-- DATASET RECORDS follows --

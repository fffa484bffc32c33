//! # convertorio
//!
//! Async Rust client for the [Convertorio](https://convertorio.com) image
//! conversion API. A conversion uploads the file to a pre-signed URL, confirms
//! the upload, polls the job until it finishes and downloads the result.
//!
//! ```no_run
//! use convertorio::{ConversionRequest, ConvertorioClient, EventKind, ConversionEvent};
//!
//! # async fn example() -> convertorio::Result<()> {
//! let client = ConvertorioClient::new("your_api_key")?;
//!
//! client.on(EventKind::Progress, |event| {
//!     if let ConversionEvent::Progress(progress) = event {
//!         println!("{}", progress.message);
//!     }
//! });
//!
//! let request = ConversionRequest::builder("./photo.png", "webp")
//!     .quality(85)
//!     .build();
//! let result = client.convert(&request).await?;
//! println!("{} ({} bytes)", result.output_path.display(), result.file_size);
//! # Ok(())
//! # }
//! ```

mod client;
pub mod config;
pub mod constants;
pub mod conversion;
mod error;
pub mod events;
pub mod models;
pub mod services;
pub mod transport;

pub use client::{ClientBuilder, ConvertorioClient};
pub use config::{ClientConfig, Credentials};
pub use conversion::{
    default_output_path, AspectRatio, ConversionMetadata, ConversionRequest, ConversionResult,
    CropStrategy, IconSize,
};
pub use error::{ConversionFailure, Error, FailureKind, Result};
pub use events::{ConversionEvent, EventKind, ProgressStep};
pub use models::{Account, Job, JobStatus, ListJobsQuery};
pub use transport::{HttpRequest, HttpResponse, Method, ReqwestTransport, Transport};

-- DATASET RECORDS concluded --

● **EXERCISE DIRECTIONS**
Word for word, extract all the records.

● **SOLUTION FOR THIS EXERCISE**
repository fffa484bffc32c33
//! # convertorio
//!
//! Async Rust client for the [Convertorio](https://convertorio.com) image
//! conversion API. A conversion uploads the file to a pre-signed URL, confirms
//! the upload, polls the job until it finishes and downloads the result.
//!
//! ```no_run
//! use convertorio::{ConversionRequest, ConvertorioClient, EventKind, ConversionEvent};
//!
//! # async fn example() -> convertorio::Result<()> {
//! let client = ConvertorioClient::new("your_api_key")?;
//!
//! client.on(EventKind::Progress, |event| {
//!     if let ConversionEvent::Progress(progress) = event {
//!         println!("{}", progress.message);
//!     }
//! });
//!
//! let request = ConversionRequest::builder("./photo.png", "webp")
//!     .quality(85)
//!     .build();
//! let result = client.convert(&request).await?;
//! println!("{} ({} bytes)", result.output_path.display(), result.file_size);
//! # Ok(())
//! # }
//! ```

mod client;
pub mod config;
pub mod constants;
pub mod conversion;
mod error;
pub mod events;
pub mod models;
pub mod services;
pub mod transport;

pub use client::{ClientBuilder, ConvertorioClient};
pub use config::{ClientConfig, Credentials};
pub use conversion::{
    default_output_path, AspectRatio, ConversionMetadata, ConversionRequest, ConversionResult,
    CropStrategy, IconSize,
};
pub use error::{ConversionFailure, Error, FailureKind, Result};
pub use events::{ConversionEvent, EventKind, ProgressStep};
pub use models::{Account, Job, JobStatus, ListJobsQuery};
pub use transport::{HttpRequest, HttpResponse, Method, ReqwestTransport, Transport};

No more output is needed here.